+++ Task data +++

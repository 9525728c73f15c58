//! Role dashboards. Four collections are fetched concurrently and each
//! panel renders on its own: a failed fetch becomes an inline message in
//! that panel and nothing else.

use models::{Assignment, Course, Event, ResourceKind, Role, SessionAuth, Submission};
use tracing::warn;

use crate::backend::{BackendClient, BackendError};
use crate::render::{escape, inline_error};

pub enum Panel<T> {
    Ready(Vec<T>),
    Failed,
}

impl<T> Panel<T> {
    pub fn from_fetch(kind: ResourceKind, fetched: Result<Vec<T>, BackendError>) -> Self {
        match fetched {
            Ok(items) => Panel::Ready(items),
            Err(e) => {
                warn!(panel = %kind, error = %e, "Dashboard panel failed to load");
                Panel::Failed
            }
        }
    }
}

pub trait PanelRow {
    fn row(&self) -> String;
}

fn detail(label: &str, value: Option<&str>) -> String {
    match value {
        Some(value) if !value.trim().is_empty() => {
            format!(r#" <span class="detail">{}: {}</span>"#, label, escape(value))
        }
        _ => String::new(),
    }
}

impl PanelRow for Course {
    fn row(&self) -> String {
        let code = self
            .code
            .as_deref()
            .map(|code| format!("{} ", escape(code)))
            .unwrap_or_default();
        format!(
            "<li>{}{}{}</li>",
            code,
            escape(&self.title),
            detail("About", self.description.as_deref())
        )
    }
}

impl PanelRow for Assignment {
    fn row(&self) -> String {
        format!(
            "<li>{}{}{}</li>",
            escape(&self.title),
            detail("Course", self.course.as_deref()),
            detail("Due", self.due_date.as_deref())
        )
    }
}

impl PanelRow for Event {
    fn row(&self) -> String {
        format!(
            "<li>{}{}{}</li>",
            escape(&self.title),
            detail("When", self.date.as_deref()),
            detail("Where", self.location.as_deref())
        )
    }
}

impl PanelRow for Submission {
    fn row(&self) -> String {
        let label = self.assignment.as_deref().unwrap_or(self.id.as_str());
        format!(
            "<li>{}{}{}{}</li>",
            escape(label),
            detail("Student", self.student.as_deref()),
            detail("Status", self.status.as_deref()),
            detail("Grade", self.grade.as_deref())
        )
    }
}

impl<T: PanelRow> Panel<T> {
    pub fn render(&self, title: &str) -> String {
        let content = match self {
            Panel::Failed => inline_error(&format!("Could not load {}.", title.to_lowercase())),
            Panel::Ready(items) if items.is_empty() => r#"<p class="empty">Nothing here yet.</p>"#.to_string(),
            Panel::Ready(items) => {
                let rows: String = items.iter().map(PanelRow::row).collect();
                format!("<ul>{rows}</ul>")
            }
        };
        format!(
            r#"<section class="panel"><h2>{}</h2>{}</section>"#,
            escape(title),
            content
        )
    }
}

pub struct ShellData {
    pub courses: Panel<Course>,
    pub assignments: Panel<Assignment>,
    pub events: Panel<Event>,
    pub submissions: Panel<Submission>,
}

/// Fetches every collection of the dashboard at once. Non-admin lists are
/// scoped to the viewer.
pub async fn load(backend: &BackendClient, auth: &SessionAuth) -> ShellData {
    let scope: Vec<(&str, &str)> = match auth.role() {
        Role::Admin => vec![],
        role => vec![("userId", auth.user_id()), ("role", role.as_str())],
    };

    let (courses, assignments, events, submissions) = futures::join!(
        backend.list::<Course>(ResourceKind::Courses, Some(auth), &scope),
        backend.list::<Assignment>(ResourceKind::Assignments, Some(auth), &scope),
        backend.list::<Event>(ResourceKind::Events, Some(auth), &scope),
        backend.list::<Submission>(ResourceKind::Submissions, Some(auth), &scope),
    );

    ShellData {
        courses: Panel::from_fetch(ResourceKind::Courses, courses),
        assignments: Panel::from_fetch(ResourceKind::Assignments, assignments),
        events: Panel::from_fetch(ResourceKind::Events, events),
        submissions: Panel::from_fetch(ResourceKind::Submissions, submissions),
    }
}

/// Heading and panel titles of each role's dashboard.
pub struct Layout {
    pub heading: &'static str,
    pub courses: &'static str,
    pub assignments: &'static str,
    pub submissions: &'static str,
    pub events: &'static str,
}

pub fn layout(role: Role) -> Layout {
    match role {
        Role::Student => Layout {
            heading: "Student dashboard",
            courses: "My Courses",
            assignments: "Upcoming Assignments",
            submissions: "My Submissions",
            events: "Events",
        },
        Role::Lecturer => Layout {
            heading: "Lecturer dashboard",
            courses: "Teaching",
            assignments: "Assignments",
            submissions: "Submissions to Review",
            events: "Events",
        },
        Role::Admin => Layout {
            heading: "Admin dashboard",
            courses: "All Courses",
            assignments: "All Assignments",
            submissions: "All Submissions",
            events: "Events",
        },
    }
}

/// Body of the dashboard page for `auth`'s role.
pub fn render(auth: &SessionAuth, data: &ShellData) -> String {
    let layout = layout(auth.role());
    let panels = match auth.role() {
        Role::Student => [
            data.courses.render(layout.courses),
            data.assignments.render(layout.assignments),
            data.events.render(layout.events),
            data.submissions.render(layout.submissions),
        ],
        Role::Lecturer | Role::Admin => [
            data.courses.render(layout.courses),
            data.assignments.render(layout.assignments),
            data.submissions.render(layout.submissions),
            data.events.render(layout.events),
        ],
    };

    format!(
        r#"<h1>{}</h1><p class="greeting">Welcome back, {}.</p><div class="panels">{}</div>"#,
        layout.heading,
        escape(auth.display_name()),
        panels.concat()
    )
}
use actix_session::Session;
use actix_web::{HttpResponse, http::StatusCode, web::Data};
use chrono::Utc;
use models::{Course, ResourceKind};

use crate::auth::session::{live_auth, theme_preference};
use crate::backend::BackendClient;
use crate::render::{html, page};
use crate::shell::Panel;
use crate::theme::ThemeState;

/// Public catalogue. Signed-in visitors browse with their credentials.
pub async fn browse_courses(
    session: Session,
    backend: Data<BackendClient>,
    theme_state: Data<ThemeState>,
) -> HttpResponse {
    let auth = live_auth(&session, Utc::now());
    let courses = backend
        .list::<Course>(ResourceKind::Courses, auth.as_ref(), &[])
        .await;
    let panel = Panel::from_fetch(ResourceKind::Courses, courses);

    let theme = theme_state.resolve(theme_preference(&session));
    let body = format!("<h1>Courses</h1>{}", panel.render("Course catalogue"));
    html(StatusCode::OK, page("Courses", theme, auth.as_ref(), &body))
}
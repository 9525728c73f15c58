use actix_session::Session;
use actix_web::{
    HttpRequest, HttpResponse,
    http::header,
    web::{Data, Form},
};
use models::Theme;
use serde::Deserialize;
use tracing::{error, info};

use crate::auth::AuthorizedSession;
use crate::auth::session::set_theme_preference;
use crate::routes::see_other;
use crate::theme::ThemeState;

#[derive(Deserialize)]
pub struct ThemeForm {
    theme: Theme,
}

/// Same-site path to return to; anything else falls back to `/`.
fn return_path(req: &HttpRequest) -> String {
    req.headers()
        .get(header::REFERER)
        .and_then(|value| value.to_str().ok())
        .and_then(|referer| {
            let path = match referer.find("://") {
                Some(scheme_end) => {
                    let rest = &referer[scheme_end + 3..];
                    let host = req.connection_info().host().to_string();
                    rest.strip_prefix(host.as_str())?.to_string()
                }
                None => referer.to_string(),
            };
            (path.starts_with('/') && !path.starts_with("//")).then_some(path)
        })
        .unwrap_or_else(|| "/".to_string())
}

/// Stores the visitor's own preference; the site default is untouched.
pub async fn set_theme(req: HttpRequest, form: Form<ThemeForm>, session: Session) -> HttpResponse {
    if let Err(e) = set_theme_preference(&session, form.theme) {
        error!("Failed to store theme preference: {}", e);
        return HttpResponse::InternalServerError().finish();
    }
    see_other(&return_path(&req))
}

pub async fn set_site_theme(
    auth: AuthorizedSession,
    form: Form<ThemeForm>,
    theme_state: Data<ThemeState>,
) -> HttpResponse {
    if theme_state.set(form.theme) {
        info!(user_id = %auth.0.user_id(), theme = %form.theme, "Site theme updated");
    }
    see_other(auth.0.role().area())
}
use serde::{Deserialize, Serialize};

/// Session key of a visitor's theme preference.
pub const SESSION_THEME_KEY: &str = "theme";

#[derive(Serialize, Deserialize, PartialEq, Eq, Clone, Copy, Debug, Default)]
#[serde(rename_all = "lowercase")]
pub enum Theme {
    Light,
    Dark,
    #[default]
    System,
}

impl Theme {
    pub fn as_str(&self) -> &'static str {
        match self {
            Self::Light => "light",
            Self::Dark => "dark",
            Self::System => "system",
        }
    }
}

impl std::fmt::Display for Theme {
    fn fmt(&self, f: &mut std::fmt::Formatter<'_>) -> std::fmt::Result {
        f.write_str(self.as_str())
    }
}
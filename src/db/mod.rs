pub mod connection;
pub mod helpers;
pub mod migrations;
pub mod models;
pub mod repositories;

pub use connection::Database;
pub use models::{NewAccount, Session, StoredAccount};
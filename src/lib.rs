pub mod accounts;
pub mod board;
pub mod db;
pub mod error;
pub mod history;
pub mod settings;
pub mod timer;
pub mod utils;

use std::{path::Path, sync::Arc};

use anyhow::Context;
use log::{info, warn};

pub use accounts::AccountRepository;
pub use board::BoardClient;
pub use db::{Database, NewAccount, Session, StoredAccount};
pub use error::{ErrorKind, FocusError, FocusResult};
pub use history::{DayGroup, HistoryCache, SessionRepository, SessionView};
pub use settings::SettingsStore;
pub use timer::{
    commands::{discard_focus, finish_focus, start_default_countdown, start_focus},
    FocusContext, TimerController, TimerEvents, TimerView,
};
pub use utils::clock::{Clock, ManualClock, SystemClock};

use timer::{FileSnapshotStore, MemorySnapshotStore, NoopEvents, SnapshotStore};

const DB_FILE_NAME: &str = "focusboard.sqlite3";
const SETTINGS_FILE_NAME: &str = "settings.json";

/// Initialize logging (reads RUST_LOG). Safe to call more than once.
pub fn init_logging() {
    let _ = env_logger::Builder::new()
        .filter_level(log::LevelFilter::Info)
        .parse_default_env()
        .try_init();
}

/// Everything the UI shell holds on to for the lifetime of the process.
pub struct AppState {
    pub db: Database,
    pub timer: TimerController,
    pub sessions: SessionRepository,
    pub accounts: AccountRepository,
    pub settings: SettingsStore,
    clock: Arc<dyn Clock>,
}

impl AppState {
    pub fn assemble(
        db: Database,
        settings: SettingsStore,
        clock: Arc<dyn Clock>,
        store: Arc<dyn SnapshotStore>,
        events: Arc<dyn TimerEvents>,
    ) -> Self {
        let timer = TimerController::new(clock.clone(), store, events, &settings.timer());
        Self {
            sessions: SessionRepository::new(db.clone()),
            accounts: AccountRepository::new(db.clone()),
            db,
            timer,
            settings,
            clock,
        }
    }

    /// Open the on-disk stores under `data_dir` and bring the timer back to
    /// where it was when the process last exited.
    pub async fn open(data_dir: &Path, events: Arc<dyn TimerEvents>) -> FocusResult<Self> {
        std::fs::create_dir_all(data_dir)
            .with_context(|| format!("failed to create data directory {}", data_dir.display()))?;

        let database = Database::new(data_dir.join(DB_FILE_NAME))?;
        let settings = SettingsStore::new(data_dir.join(SETTINGS_FILE_NAME))?;
        let store = FileSnapshotStore::new(data_dir)?;

        let state = Self::assemble(
            database,
            settings,
            Arc::new(SystemClock),
            Arc::new(store),
            events,
        );

        // Sessions written before accounts existed belong to whoever is active now.
        match state.sessions.adopt_unscoped_sessions().await {
            Ok(0) => {}
            Ok(adopted) => info!("Assigned {adopted} legacy sessions to the active account"),
            Err(err) => warn!("Failed to adopt legacy sessions: {err}"),
        }

        let view = state.timer.restore().await;
        info!("Focusboard ready (timer {})", view.status.as_str());
        Ok(state)
    }

    /// In-memory database and snapshot store; settings still live under `settings_dir`.
    pub fn in_memory(settings_dir: &Path, clock: Arc<dyn Clock>) -> FocusResult<Self> {
        let database = Database::open_in_memory()?;
        let settings = SettingsStore::new(settings_dir.join(SETTINGS_FILE_NAME))?;
        Ok(Self::assemble(
            database,
            settings,
            clock,
            Arc::new(MemorySnapshotStore::new()),
            Arc::new(NoopEvents),
        ))
    }

    pub fn clock(&self) -> &Arc<dyn Clock> {
        &self.clock
    }

    /// Validate `token` against the task board and store every account it reaches.
    pub async fn connect(&self, token: &str) -> FocusResult<Vec<StoredAccount>> {
        let client = BoardClient::new(&self.settings.api().base_url, token)?;
        let identity = client.get_identity().await?;
        let accounts = self.accounts.register_identity(token.trim(), &identity).await?;

        if let Err(err) = self.sessions.adopt_unscoped_sessions().await {
            warn!("Failed to adopt legacy sessions: {err}");
        }
        info!("Connected {} account(s)", accounts.len());
        Ok(accounts)
    }

    /// Client for the active account, if one is connected.
    pub async fn board_client(&self) -> FocusResult<Option<(BoardClient, StoredAccount)>> {
        let Some(account) = self.accounts.get_active().await else {
            return Ok(None);
        };
        let client = BoardClient::new(&self.settings.api().base_url, &account.token)?;
        Ok(Some((client, account)))
    }

    /// Stop the ticker. The snapshot stays so the next start can pick it up.
    pub async fn shutdown(&self) {
        self.timer.shutdown().await;
    }
}
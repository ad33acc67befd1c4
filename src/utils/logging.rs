//! Switchable logging macros keyed on a module-level `ENABLE_LOGS` flag.
//!
//! Usage:
//! ```rust,ignore
//! const ENABLE_LOGS: bool = true;
//!
//! use crate::{log_error, log_info, log_warn};
//!
//! log_info!("ticker started for {}", card_id);
//! ```
//!
//! Modules on hot paths (the one-second ticker, repository reads that run
//! on every history render) flip their flag off instead of sprinkling
//! `#[cfg]` around individual calls.

/// Info-level log gated on the calling module's `ENABLE_LOGS`.
#[macro_export]
macro_rules! log_info {
    ($($arg:tt)*) => {
        if ENABLE_LOGS {
            log::info!($($arg)*);
        }
    };
}

/// Warn-level log gated on the calling module's `ENABLE_LOGS`.
#[macro_export]
macro_rules! log_warn {
    ($($arg:tt)*) => {
        if ENABLE_LOGS {
            log::warn!($($arg)*);
        }
    };
}

/// Error-level log gated on the calling module's `ENABLE_LOGS`.
#[macro_export]
macro_rules! log_error {
    ($($arg:tt)*) => {
        if ENABLE_LOGS {
            log::error!($($arg)*);
        }
    };
}
use anyhow::Result;
use rusqlite::{params, OptionalExtension, Row};

use crate::db::{
    connection::Database,
    helpers::{parse_epoch_ms, parse_optional_epoch_ms, to_epoch_ms, to_i64, to_u64},
    models::Session,
};

const SESSION_COLUMNS: &str = "id, account_id, user_id, card_id, card_title, card_number, board_id, board_name, start_time, end_time, duration, notes, synced";

fn row_to_session(row: &Row) -> Result<Session> {
    let start_time: i64 = row.get("start_time")?;
    let end_time: Option<i64> = row.get("end_time")?;
    let duration: i64 = row.get("duration")?;
    let account_id: Option<String> = row.get("account_id")?;
    let user_id: Option<String> = row.get("user_id")?;

    Ok(Session {
        id: row.get("id")?,
        account_id: account_id.unwrap_or_default(),
        user_id: user_id.unwrap_or_default(),
        card_id: row.get("card_id")?,
        card_title: row.get("card_title")?,
        card_number: row.get("card_number")?,
        board_id: row.get("board_id")?,
        board_name: row.get("board_name")?,
        start_time: parse_epoch_ms(start_time, "start_time")?,
        end_time: parse_optional_epoch_ms(end_time, "end_time")?,
        duration: to_u64(duration, "duration")?,
        notes: row.get("notes")?,
        synced: row.get("synced")?,
    })
}

fn collect_sessions(rows: &mut rusqlite::Rows<'_>) -> Result<Vec<Session>> {
    let mut sessions = Vec::new();
    while let Some(row) = rows.next()? {
        sessions.push(row_to_session(row)?);
    }
    Ok(sessions)
}

impl Database {
    /// Insert or replace by id.
    pub async fn upsert_session(&self, session: &Session) -> Result<()> {
        let record = session.clone();
        self.execute(move |conn| {
            conn.execute(
                "INSERT INTO sessions (id, account_id, user_id, card_id, card_title, card_number, board_id, board_name, start_time, end_time, duration, notes, synced)
                 VALUES (?1, ?2, ?3, ?4, ?5, ?6, ?7, ?8, ?9, ?10, ?11, ?12, ?13)
                 ON CONFLICT(id) DO UPDATE SET
                     account_id = excluded.account_id,
                     user_id = excluded.user_id,
                     card_id = excluded.card_id,
                     card_title = excluded.card_title,
                     card_number = excluded.card_number,
                     board_id = excluded.board_id,
                     board_name = excluded.board_name,
                     start_time = excluded.start_time,
                     end_time = excluded.end_time,
                     duration = excluded.duration,
                     notes = excluded.notes,
                     synced = excluded.synced",
                params![
                    record.id,
                    record.account_id,
                    record.user_id,
                    record.card_id,
                    record.card_title,
                    record.card_number,
                    record.board_id,
                    record.board_name,
                    to_epoch_ms(&record.start_time),
                    record.end_time.as_ref().map(to_epoch_ms),
                    to_i64(record.duration)?,
                    record.notes,
                    record.synced,
                ],
            )?;
            Ok(())
        })
        .await
    }

    pub async fn get_session(&self, session_id: &str) -> Result<Option<Session>> {
        let session_id = session_id.to_string();
        self.execute(move |conn| {
            let mut stmt = conn.prepare(&format!(
                "SELECT {SESSION_COLUMNS} FROM sessions WHERE id = ?1"
            ))?;

            let session = stmt
                .query_row(params![session_id], |row| Ok(row_to_session(row)))
                .optional()?
                .transpose()?;

            Ok(session)
        })
        .await
    }

    /// Sessions owned by `account_id`, newest start first.
    pub async fn list_sessions_for_account(&self, account_id: &str) -> Result<Vec<Session>> {
        let account_id = account_id.to_string();
        self.execute(move |conn| {
            let mut stmt = conn.prepare(&format!(
                "SELECT {SESSION_COLUMNS} FROM sessions
                 WHERE account_id = ?1
                 ORDER BY start_time DESC"
            ))?;
            let mut rows = stmt.query(params![account_id])?;
            collect_sessions(&mut rows)
        })
        .await
    }

    pub async fn list_unsynced_sessions(&self, account_id: &str) -> Result<Vec<Session>> {
        let account_id = account_id.to_string();
        self.execute(move |conn| {
            let mut stmt = conn.prepare(&format!(
                "SELECT {SESSION_COLUMNS} FROM sessions
                 WHERE account_id = ?1 AND synced = 0
                 ORDER BY start_time DESC"
            ))?;
            let mut rows = stmt.query(params![account_id])?;
            collect_sessions(&mut rows)
        })
        .await
    }

    pub async fn list_sessions_for_card(
        &self,
        account_id: &str,
        card_id: &str,
    ) -> Result<Vec<Session>> {
        let account_id = account_id.to_string();
        let card_id = card_id.to_string();
        self.execute(move |conn| {
            let mut stmt = conn.prepare(&format!(
                "SELECT {SESSION_COLUMNS} FROM sessions
                 WHERE account_id = ?1 AND card_id = ?2
                 ORDER BY start_time DESC"
            ))?;
            let mut rows = stmt.query(params![account_id, card_id])?;
            collect_sessions(&mut rows)
        })
        .await
    }

    /// Idempotent: a missing id is not an error.
    pub async fn delete_session(&self, session_id: &str) -> Result<usize> {
        let session_id = session_id.to_string();
        self.execute(move |conn| {
            let rows_affected =
                conn.execute("DELETE FROM sessions WHERE id = ?1", params![session_id])?;
            Ok(rows_affected)
        })
        .await
    }

    /// Delete several sessions in one transaction.
    pub async fn delete_sessions(&self, session_ids: Vec<String>) -> Result<usize> {
        self.execute(move |conn| {
            let tx = conn.transaction()?;
            let mut deleted = 0;
            {
                let mut stmt = tx.prepare("DELETE FROM sessions WHERE id = ?1")?;
                for id in &session_ids {
                    deleted += stmt.execute(params![id])?;
                }
            }
            tx.commit()?;
            Ok(deleted)
        })
        .await
    }

    pub async fn delete_sessions_for_account(&self, account_id: &str) -> Result<usize> {
        let account_id = account_id.to_string();
        self.execute(move |conn| {
            let rows_affected = conn.execute(
                "DELETE FROM sessions WHERE account_id = ?1",
                params![account_id],
            )?;
            Ok(rows_affected)
        })
        .await
    }

    pub async fn mark_session_synced(&self, session_id: &str) -> Result<usize> {
        let session_id = session_id.to_string();
        self.execute(move |conn| {
            let rows_affected = conn.execute(
                "UPDATE sessions SET synced = 1 WHERE id = ?1",
                params![session_id],
            )?;
            Ok(rows_affected)
        })
        .await
    }

    /// Assign sessions that predate account scoping to `account_id`.
    pub async fn adopt_unscoped_sessions(&self, account_id: &str, user_id: &str) -> Result<usize> {
        let account_id = account_id.to_string();
        let user_id = user_id.to_string();
        self.execute(move |conn| {
            let rows_affected = conn.execute(
                "UPDATE sessions
                 SET account_id = ?1,
                     user_id = COALESCE(NULLIF(user_id, ''), ?2)
                 WHERE account_id IS NULL OR account_id = ''",
                params![account_id, user_id],
            )?;
            Ok(rows_affected)
        })
        .await
    }
}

+++

• _Problem description_: Each line from the top of the records down to the one with "Some(value) if !value.trim().is_empty()" must be retyped exactly; include both ends and nothing else.

• _Reply_:
repository 9525728c73f15c58
//! Role dashboards. Four collections are fetched concurrently and each
//! panel renders on its own: a failed fetch becomes an inline message in
//! that panel and nothing else.

use models::{Assignment, Course, Event, ResourceKind, Role, SessionAuth, Submission};
use tracing::warn;

use crate::backend::{BackendClient, BackendError};
use crate::render::{escape, inline_error};

pub enum Panel<T> {
    Ready(Vec<T>),
    Failed,
}

impl<T> Panel<T> {
    pub fn from_fetch(kind: ResourceKind, fetched: Result<Vec<T>, BackendError>) -> Self {
        match fetched {
            Ok(items) => Panel::Ready(items),
            Err(e) => {
                warn!(panel = %kind, error = %e, "Dashboard panel failed to load");
                Panel::Failed
            }
        }
    }
}

pub trait PanelRow {
    fn row(&self) -> String;
}

fn detail(label: &str, value: Option<&str>) -> String {
    match value {
        Some(value) if !value.trim().is_empty() => {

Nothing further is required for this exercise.